What woodland said above.Fill up the hot water bottle and place in the Moses basket to warm it up(take it out before putting the baby).If you put your top nearby the baby will have warmth and your scent around.

curlew · 27/09/2013 22:37

The answer to you question is, honestly, just wait a while. They grow and change so quickly- he'll be sleeping in his cot soon enough. He's very little still.

Can you not all three go in bed together?

AnnaMilkMaker · 30/09/2013 11:03

Thanks all for your responses. My partner is frightened he is going to hurt bubba if we all sleep together plus he doesn't tend to get any rest (obviously) when we all sleep together and when he has to get up for work he is completely fooked!! Can't function.

Anyway I am not too worried about the cats as they are good with him plus I would never leave them alone with him. And yes he has a door on his bedroom so that's a plus.

I will try swaddling although it hasn't worked in the past. Sleeps for a while but then wakes up. At the moment he is enjoying his bouncer with me rocking him but I am worried (same with the swaddling) that he will get too used to it and associate that with going to sleep and want it for ages to come!? Am over thinking this?

So in terms of steps to take - do I just continue to put him down swaddled even if he doesn't sleep for long. Ie pick him up when he stirs and rock him off again then put him down again until he eventually sleeps for longer in his cot?

I have also read that you should encorouage your little ones to self sooth and sleep independently. I have no idea how to do that or even where to start.

Any advice welcome!! Thanks.

X

OP posts:
dedado · 30/09/2013 14:11

This stuff is all covered here-

Have you read up on high needs babies? You may find the Dr Sears website useful. Also Elizabeth Pantley's book the no cry sleep solution, which explains the reality of infant sleep. Oh and the parenting science website.

curlew · 30/09/2013 15:39

I don't think the OP has a high needs baby- I think she has a baby!

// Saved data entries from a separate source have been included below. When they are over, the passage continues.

//! Auth service over the in-process registry.

use async_trait::async_trait;
use chrono::Utc;
use tokio::sync::broadcast;
use todo_auth::{AuthChangeEvent, AuthService, ResendKind, Session, SessionChange, SignUpOutcome};
use todo_core::{BackendError, Identity, UserId};
use tracing::{debug, instrument};

use super::{MIN_PASSWORD_LEN, MemoryClient, Operation, UserRecord, email_key, issue_session, password_digest};

#[async_trait]
impl AuthService for MemoryClient {
    async fn get_session(&self) -> Result<Option<Session>, BackendError> {
        self.shared.check_fault(Operation::GetSession)?;
        let Some(mut session) = self.session.lock().clone() else {
            return Ok(None);
        };
        match self.shared.user_for_token(&session.access_token) {
            Some(user) => {
                session.user = user;
                Ok(Some(session))
            }
            None => {
                debug!("stored session was revoked");
                *self.session.lock() = None;
                Ok(None)
            }
        }
    }

    fn on_session_change(&self) -> broadcast::Receiver<SessionChange> {
        self.session_changes.subscribe()
    }

    #[instrument(skip_all)]
    async fn sign_up(&self, email: &str, password: &str) -> Result<SignUpOutcome, BackendError> {
        self.shared.check_fault(Operation::SignUp)?;
        if password.chars().count() < MIN_PASSWORD_LEN {
            return Err(BackendError::with_status(
                422,
                format!("Password should be at least {MIN_PASSWORD_LEN} characters."),
            )
            .code("weak_password"));
        }

        let key = email_key(email);
        let require_confirmation = self.shared.config.require_email_confirmation;
        let mut state = self.shared.state.lock();
        if state.users.contains_key(&key) {
            return Err(BackendError::with_status(422, "User already registered").code("user_already_exists"));
        }

        let id = UserId::generate();
        let identity = Identity {
            id: id.clone(),
            email: key.clone(),
            email_confirmed_at: (!require_confirmation).then(Utc::now),
        };
        let _ = state.users.insert(
            key.clone(),
            UserRecord {
                identity: identity.clone(),
                password_digest: password_digest(&id, password),
            },
        );

        if require_confirmation {
            state.outbox.push(key);
            return Ok(SignUpOutcome {
                user: Some(identity),
                session: None,
            });
        }

        let session = issue_session(&mut state, identity.clone());
        drop(state);
        *self.session.lock() = Some(session.clone());
        self.emit(SessionChange::signed_in(AuthChangeEvent::SignedIn, session.clone()));
        Ok(SignUpOutcome {
            user: Some(identity),
            session: Some(session),
        })
    }

    #[instrument(skip_all)]
    async fn sign_in_with_password(&self, email: &str, password: &str) -> Result<Session, BackendError> {
        self.shared.check_fault(Operation::SignIn)?;
        let invalid = || BackendError::with_status(400, "Invalid login credentials").code("invalid_credentials");

        let mut state = self.shared.state.lock();
        let identity = {
            let user = state.users.get(&email_key(email)).ok_or_else(invalid)?;
            if user.password_digest != password_digest(&user.identity.id, password) {
                return Err(invalid());
            }
            if self.shared.config.require_email_confirmation && !user.identity.is_email_confirmed() {
                return Err(BackendError::with_status(400, "Email not confirmed").code("email_not_confirmed"));
            }
            user.identity.clone()
        };
        let session = issue_session(&mut state, identity);
        drop(state);

        *self.session.lock() = Some(session.clone());
        self.emit(SessionChange::signed_in(AuthChangeEvent::SignedIn, session.clone()));
        Ok(session)
    }

    #[instrument(skip_all)]
    async fn sign_out(&self) -> Result<(), BackendError> {
        self.shared.check_fault(Operation::SignOut)?;
        let session = self.session.lock().take();
        if let Some(session) = session {
            let _ = self.shared.state.lock().sessions.remove(&session.access_token);
        }
        self.emit(SessionChange::signed_out());
        Ok(())
    }

    async fn resend(&self, _kind: ResendKind, email: &str) -> Result<(), BackendError> {
        self.shared.check_fault(Operation::Resend)?;
        let key = email_key(email);
        let mut state = self.shared.state.lock();
        let pending = state
            .users
            .get(&key)
            .is_some_and(|u| !u.identity.is_email_confirmed());
        // Unknown or already-confirmed addresses are accepted silently.
        if pending {
            state.outbox.push(key);
        }
        Ok(())
    }

    async fn get_user(&self) -> Result<Option<Identity>, BackendError> {
        self.shared.check_fault(Operation::GetUser)?;
        Ok(self.current_user())
    }
}

// ─────────────────────────────────────────────────────────────────────────────
// Tests
// ─────────────────────────────────────────────────────────────────────────────
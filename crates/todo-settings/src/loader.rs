//! Settings loading with `figment` layers.
//!
//! Loading flow (later layers win):
//! 1. Compiled [`TodoSettings::default()`]
//! 2. `~/.todo/settings.json`, when present
//! 3. `TODO_*` environment variables, nested keys split on `__`
//!    (`TODO_BACKEND__ANON_KEY` sets `backend.anon_key`)
//!
//! The merged result is validated before it is returned.

use std::path::{Path, PathBuf};

use figment::Figment;
use figment::providers::{Env, Format, Json, Serialized};
use tracing::debug;

use crate::errors::{Result, SettingsError};
use crate::types::TodoSettings;

/// Environment prefix for overrides.
pub const ENV_PREFIX: &str = "TODO_";

/// Directory holding settings and the persisted session (`~/.todo`).
pub fn data_dir() -> PathBuf {
    let home = std::env::var("HOME").unwrap_or_else(|_| "/tmp".to_string());
    PathBuf::from(home).join(".todo")
}

/// Resolve the path to the settings file (`~/.todo/settings.json`).
pub fn settings_path() -> PathBuf {
    data_dir().join("settings.json")
}

/// Resolve where the session is persisted.
pub fn session_path(settings: &TodoSettings) -> PathBuf {
    settings
        .session
        .storage_path
        .clone()
        .unwrap_or_else(|| data_dir().join("session.json"))
}

/// Load settings from the default path with env var overrides.
pub fn load_settings() -> Result<TodoSettings> {
    load_settings_from_path(&settings_path())
}

/// Load settings from a specific path with env var overrides.
///
/// A missing file is not an error; a malformed one is.
pub fn load_settings_from_path(path: &Path) -> Result<TodoSettings> {
    if path.exists() {
        debug!(?path, "loading settings from file");
    } else {
        debug!(?path, "settings file not found, using defaults");
    }

    let settings: TodoSettings = Figment::from(Serialized::defaults(TodoSettings::default()))
        .merge(Json::file(path))
        .merge(Env::prefixed(ENV_PREFIX).split("__"))
        .extract()?;

    validate(&settings)?;
    Ok(settings)
}

/// Reject settings the client cannot run with.
pub fn validate(settings: &TodoSettings) -> Result<()> {
    if settings.backend.url.trim().is_empty() {
        return Err(SettingsError::InvalidValue("backend.url is empty".to_string()));
    }
    if settings.backend.table.trim().is_empty() {
        return Err(SettingsError::InvalidValue("backend.table is empty".to_string()));
    }
    if settings.backend.heartbeat_interval_ms == 0 {
        return Err(SettingsError::InvalidValue(
            "backend.heartbeat_interval_ms must be positive".to_string(),
        ));
    }
    Ok(())
}

// ─────────────────────────────────────────────────────────────────────────────
// Tests
// ─────────────────────────────────────────────────────────────────────────────
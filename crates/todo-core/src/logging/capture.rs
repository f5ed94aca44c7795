//! In-memory capture of tracing events for test assertions.

use std::sync::{Arc, Mutex, MutexGuard, PoisonError};

use tracing::level_filters::LevelFilter;
use tracing::{Event, Level, Subscriber};
use tracing_subscriber::Layer;
use tracing_subscriber::layer::{Context, SubscriberExt};
use tracing_subscriber::registry::LookupSpan;
use tracing_subscriber::util::SubscriberInitExt;

/// A captured tracing event.
#[derive(Clone, Debug)]
pub struct CapturedEvent {
    /// Event level.
    pub level: Level,
    /// Emitting module path.
    pub target: String,
    /// The `message` field.
    pub message: String,
    /// Remaining fields as `(name, value)` pairs.
    pub fields: Vec<(String, String)>,
}

impl CapturedEvent {
    /// Value of a named field, if recorded.
    pub fn field(&self, name: &str) -> Option<&str> {
        self.fields
            .iter()
            .find(|(k, _)| k == name)
            .map(|(_, v)| v.as_str())
    }
}

/// Shared handle to captured events.
#[derive(Clone, Default)]
pub struct CapturedLogs {
    events: Arc<Mutex<Vec<CapturedEvent>>>,
}

impl CapturedLogs {
    fn lock(&self) -> MutexGuard<'_, Vec<CapturedEvent>> {
        self.events.lock().unwrap_or_else(PoisonError::into_inner)
    }

    /// All captured events, oldest first.
    pub fn events(&self) -> Vec<CapturedEvent> {
        self.lock().clone()
    }

    /// Whether an event at `level` contains `message_contains`.
    pub fn has_event(&self, level: Level, message_contains: &str) -> bool {
        self.lock()
            .iter()
            .any(|e| e.level == level && e.message.contains(message_contains))
    }

    /// Number of events at `level`.
    pub fn count_at_level(&self, level: Level) -> usize {
        self.lock().iter().filter(|e| e.level == level).count()
    }

    /// Drop everything captured so far.
    pub fn clear(&self) {
        self.lock().clear();
    }
}

struct CaptureLayer {
    logs: CapturedLogs,
}

#[derive(Default)]
struct FieldVisitor {
    message: String,
    fields: Vec<(String, String)>,
}

impl tracing::field::Visit for FieldVisitor {
    fn record_debug(&mut self, field: &tracing::field::Field, value: &dyn std::fmt::Debug) {
        let val = format!("{value:?}");
        if field.name() == "message" {
            self.message = val;
        } else {
            self.fields.push((field.name().to_owned(), val));
        }
    }

    fn record_str(&mut self, field: &tracing::field::Field, value: &str) {
        if field.name() == "message" {
            value.clone_into(&mut self.message);
        } else {
            self.fields.push((field.name().to_owned(), value.to_owned()));
        }
    }
}

impl<S> Layer<S> for CaptureLayer
where
    S: Subscriber + for<'a> LookupSpan<'a>,
{
    fn on_event(&self, event: &Event<'_>, _ctx: Context<'_, S>) {
        let metadata = event.metadata();
        let mut visitor = FieldVisitor::default();
        event.record(&mut visitor);

        self.logs.lock().push(CapturedEvent {
            level: *metadata.level(),
            target: metadata.target().to_owned(),
            message: visitor.message,
            fields: visitor.fields,
        });
    }
}

/// Install a thread-local subscriber that records every event.
///
/// Keep the returned guard alive for the duration of the test. With a
/// current-thread tokio runtime, events from spawned tasks are captured too.
pub fn capture_logs() -> (CapturedLogs, tracing::subscriber::DefaultGuard) {
    let logs = CapturedLogs::default();
    let layer = CaptureLayer { logs: logs.clone() };

    let subscriber = tracing_subscriber::registry()
        .with(layer)
        .with(LevelFilter::TRACE);

    let guard = subscriber.set_default();
    (logs, guard)
}

// ─────────────────────────────────────────────────────────────────────────────
// Tests
// ─────────────────────────────────────────────────────────────────────────────

#[cfg(test)]
mod tests {
    use super::*;

    #[test]
    fn captures_level_and_message() {
        let (logs, _guard) = capture_logs();
        tracing::warn!("compensating toggle");
        assert!(logs.has_event(Level::WARN, "compensating"));
        assert_eq!(logs.count_at_level(Level::INFO), 0);
    }

    #[test]
    fn captures_fields() {
        let (logs, _guard) = capture_logs();
        tracing::info!(task_id = "t1", "task added");
        let events = logs.events();
        assert_eq!(events.len(), 1);
        assert_eq!(events[0].field("task_id"), Some("t1"));
    }

    #[test]
    fn clear_empties_capture() {
        let (logs, _guard) = capture_logs();
        tracing::info!("one");
        logs.clear();
        assert!(logs.events().is_empty());
    }
}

Do what works, OP. whatever gets the most people the most sleep.

pudseypie · 30/09/2013 16:09

I think you should continue to swaddle him and put him down to sleep, soothe him and put him back down if he wakes. gradually he will learn that's where he sleeps and he will sleep longer but you need to be strong and determined to stick to it. I created a rod for my own back letting ds sleep on me till he was 8 months, it then took me about 3 weeks to train him to sleep in his cot in the day and it was so so hard but oh I definitely I'd done it earlier!

pudseypie · 30/09/2013 16:10

meant to say wish I'd done it earlier

cogitosum · 30/09/2013 16:13

I find ewan the sheep great. It makes womb noises which can help comfort. Ds only naps in along during the day but settles in bedside crib at night. I also sometimes sleep holding his hand which helps.